Dated New York, January 29, 1914.

MICHAEL FURST,

JOHN H. BURKE,

Chairman.

Sec. Pro tem.

Randall J. LeBoeuf, of Albany:

Mr. President, I move the adoption of the report.

John D. Teller, of Auburn:

Mr. President, as I was one of the prime movers in making these charges and was designated as a committee of the Bar Association to present them, I take great pleasure in expressing my satisfaction and approval of the report. I second the motion for its adoption, and say to the Association that I will return home and report to our association and I can assure you they will gladly acquiesce in the report.

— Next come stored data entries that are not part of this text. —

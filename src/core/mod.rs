//! Core module: bounded lock-free SPSC ring buffer
//!
//! Design rules:
//! - Lock-Free: only atomic loads/stores, no Mutex/RwLock
//! - No-Allocation: every cell is allocated at construction
//! - Move semantics: items are moved in and out, never byte-copied while owned elsewhere

mod ring_buffer;

pub use ring_buffer::{Consumer, Producer, RingBuffer};
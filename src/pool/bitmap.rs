//! # Occupancy Bitmap
//!
//! One bit per slot, packed into 64-bit chunks:
//! - `1` → slot holds a live value
//! - `0` → slot is free
//!
//! Bits past the last valid slot in the final chunk are kept set, so a
//! find-first-zero scan never reports a slot that does not exist.
//!
//! ```text
//! len = 130, chunks = ceil(130 / 64) = 3
//!
//! chunks[0] = 0x0000_0000_0000_0000 (64 free)
//! chunks[1] = 0x0000_0000_0000_0000 (64 free)
//! chunks[2] = 0xFFFF_FFFF_FFFF_FFFC (slots 128 and 129 free, rest padding)
//! ```

/// Bitmap of occupied slots with a chunked find-first-zero scan.
#[derive(Debug, Clone)]
pub(crate) struct OccupancyBitmap {
    chunks: Vec<u64>,
    len: usize,
}

impl OccupancyBitmap {
    /// Number of bits to right-shift for dividing by 64.
    const DIV_BY: u32 = 6;

    /// Lower 6 bits select the bit inside a chunk.
    const MASK_64: usize = 0b111111;

    const FULL: u64 = u64::MAX;

    /// Create a bitmap tracking `len` slots, all free.
    pub(crate) fn new(len: usize) -> Self {
        let mut chunks = vec![0u64; Self::chunk_count(len)];
        if let Some(last) = chunks.last_mut() {
            *last = Self::padding_mask(len);
        }
        Self { chunks, len }
    }

    #[inline(always)]
    fn chunk_count(len: usize) -> usize {
        (len + Self::MASK_64) >> Self::DIV_BY
    }

    /// Bits of the final chunk that do not map to a slot.
    #[inline(always)]
    fn padding_mask(len: usize) -> u64 {
        let used = len & Self::MASK_64;
        if used == 0 {
            0
        } else {
            Self::FULL << used
        }
    }

    #[inline(always)]
    fn locate(idx: usize) -> (usize, u64) {
        (idx >> Self::DIV_BY, 1u64 << (idx & Self::MASK_64))
    }

    pub(crate) fn len(&self) -> usize {
        self.len
    }

    #[inline(always)]
    pub(crate) fn is_set(&self, idx: usize) -> bool {
        if idx >= self.len {
            return false;
        }
        let (chunk, mask) = Self::locate(idx);
        self.chunks[chunk] & mask != 0
    }

    #[inline(always)]
    pub(crate) fn set(&mut self, idx: usize) {
        debug_assert!(idx < self.len, "bit {idx} out of range");
        let (chunk, mask) = Self::locate(idx);
        self.chunks[chunk] |= mask;
    }

    #[inline(always)]
    pub(crate) fn clear(&mut self, idx: usize) {
        debug_assert!(idx < self.len, "bit {idx} out of range");
        let (chunk, mask) = Self::locate(idx);
        self.chunks[chunk] &= !mask;
    }

    /// Lowest clear bit, scanning one chunk at a time starting with the
    /// chunk that contains `from` and wrapping around. `None` when every
    /// chunk is full.
    ///
    /// Cost is the number of chunks inspected, not the number of slots.
    pub(crate) fn first_zero_from(&self, from: usize) -> Option<usize> {
        let count = self.chunks.len();
        if count == 0 {
            return None;
        }

        let start = (from >> Self::DIV_BY) % count;
        for step in 0..count {
            let chunk = (start + step) % count;
            let word = self.chunks[chunk];
            if word != Self::FULL {
                let bit = (!word).trailing_zeros() as usize;
                return Some((chunk << Self::DIV_BY) + bit);
            }
        }
        None
    }

    /// Extend to `new_len` slots; new slots start free.
    pub(crate) fn grow(&mut self, new_len: usize) {
        assert!(new_len >= self.len, "bitmap cannot shrink");

        // Old padding bits become real, free slots
        if let Some(last) = self.chunks.last_mut() {
            *last &= !Self::padding_mask(self.len);
        }

        self.chunks.resize(Self::chunk_count(new_len), 0);
        if let Some(last) = self.chunks.last_mut() {
            *last |= Self::padding_mask(new_len);
        }
        self.len = new_len;
    }

    /// Indices of every set bit, ascending.
    pub(crate) fn iter_set(&self) -> SetBits<'_> {
        SetBits {
            bitmap: self,
            chunk: 0,
            word: self.masked_chunk(0),
        }
    }

    fn masked_chunk(&self, chunk: usize) -> u64 {
        match self.chunks.get(chunk) {
            Some(&word) if chunk + 1 == self.chunks.len() => word & !Self::padding_mask(self.len),
            Some(&word) => word,
            None => 0,
        }
    }
}

/// Iterator over occupied slot indices.
pub(crate) struct SetBits<'a> {
    bitmap: &'a OccupancyBitmap,
    chunk: usize,
    word: u64,
}

impl Iterator for SetBits<'_> {
    type Item = usize;

    fn next(&mut self) -> Option<usize> {
        while self.word == 0 {
            self.chunk += 1;
            if self.chunk >= self.bitmap.chunks.len() {
                return None;
            }
            self.word = self.bitmap.masked_chunk(self.chunk);
        }
        let bit = self.word.trailing_zeros() as usize;
        // Clear the lowest set bit
        self.word &= self.word - 1;
        Some((self.chunk << OccupancyBitmap::DIV_BY) + bit)
    }
}

#[cfg(test)]
mod tests {
    use super::*;

    #[test]
    fn test_new_is_all_free() {
        let map = OccupancyBitmap::new(130);
        assert_eq!(map.chunks.len(), 3);
        assert_eq!(map.chunks[2], 0xFFFF_FFFF_FFFF_FFFC);
        assert_eq!(map.first_zero_from(0), Some(0));
        assert_eq!(map.iter_set().count(), 0);
    }

    #[test]
    fn test_empty_bitmap_has_no_zero() {
        let map = OccupancyBitmap::new(0);
        assert_eq!(map.first_zero_from(0), None);
        assert!(!map.is_set(0));
    }

    #[test]
    fn test_set_clear_roundtrip() {
        let mut map = OccupancyBitmap::new(70);
        map.set(0);
        map.set(65);
        assert!(map.is_set(0));
        assert!(map.is_set(65));
        assert!(!map.is_set(1));
        map.clear(65);
        assert!(!map.is_set(65));
    }

    #[test]
    fn test_scan_skips_padding() {
        let mut map = OccupancyBitmap::new(3);
        map.set(0);
        map.set(1);
        assert_eq!(map.first_zero_from(0), Some(2));
        map.set(2);
        assert_eq!(map.first_zero_from(0), None);
    }

    #[test]
    fn test_scan_starts_at_hint_chunk_and_wraps() {
        let mut map = OccupancyBitmap::new(192);
        for i in 64..128 {
            map.set(i);
        }
        // Chunk 1 is full, so a scan from slot 70 moves on to chunk 2
        assert_eq!(map.first_zero_from(70), Some(128));

        for i in 128..192 {
            map.set(i);
        }
        // Chunks 1 and 2 full, wraps back to chunk 0
        assert_eq!(map.first_zero_from(70), Some(0));
    }

    #[test]
    fn test_grow_frees_old_padding() {
        let mut map = OccupancyBitmap::new(2);
        map.set(0);
        map.set(1);
        assert_eq!(map.first_zero_from(0), None);

        map.grow(4);
        assert_eq!(map.len(), 4);
        assert!(map.is_set(0));
        assert!(map.is_set(1));
        assert_eq!(map.first_zero_from(0), Some(2));

        map.grow(100);
        assert_eq!(map.chunks.len(), 2);
        assert_eq!(map.first_zero_from(64), Some(64));
    }

    #[test]
    fn test_iter_set_ascending() {
        let mut map = OccupancyBitmap::new(200);
        for i in [199, 3, 64, 0, 130] {
            map.set(i);
        }
        let live: Vec<_> = map.iter_set().collect();
        assert_eq!(live, vec![0, 3, 64, 130, 199]);
    }
}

The report was duly adopted.

The President:

Miscellaneous business.

Henry A. Forster, of New York:

Mr. President, I move the following resolution:

Resolved, That the President appoint a special committee of five to examine and report upon the historical aspect of the right and duty of the United States Supreme Court to declare laws in excess of or in contravention of the Federal Constitution to be null and void, in relation to the past and present practice of the British Privy Council in declaring ultra vires colonial, dominion, commonwealth and union laws, in relation to the views of the founders of the Federal Constitution as to the powers and duties of the federal judiciary, in relation to the present practice of the Canadian, Australian and South African Courts in declaring laws ultra vires, with power to confer with other Bar Associations, organizations and individuals interested in the administration of justice; also to report thereon to this Association, as well as to communicate their views to other Bar Associations, organizations and individuals interested in the administration of justice.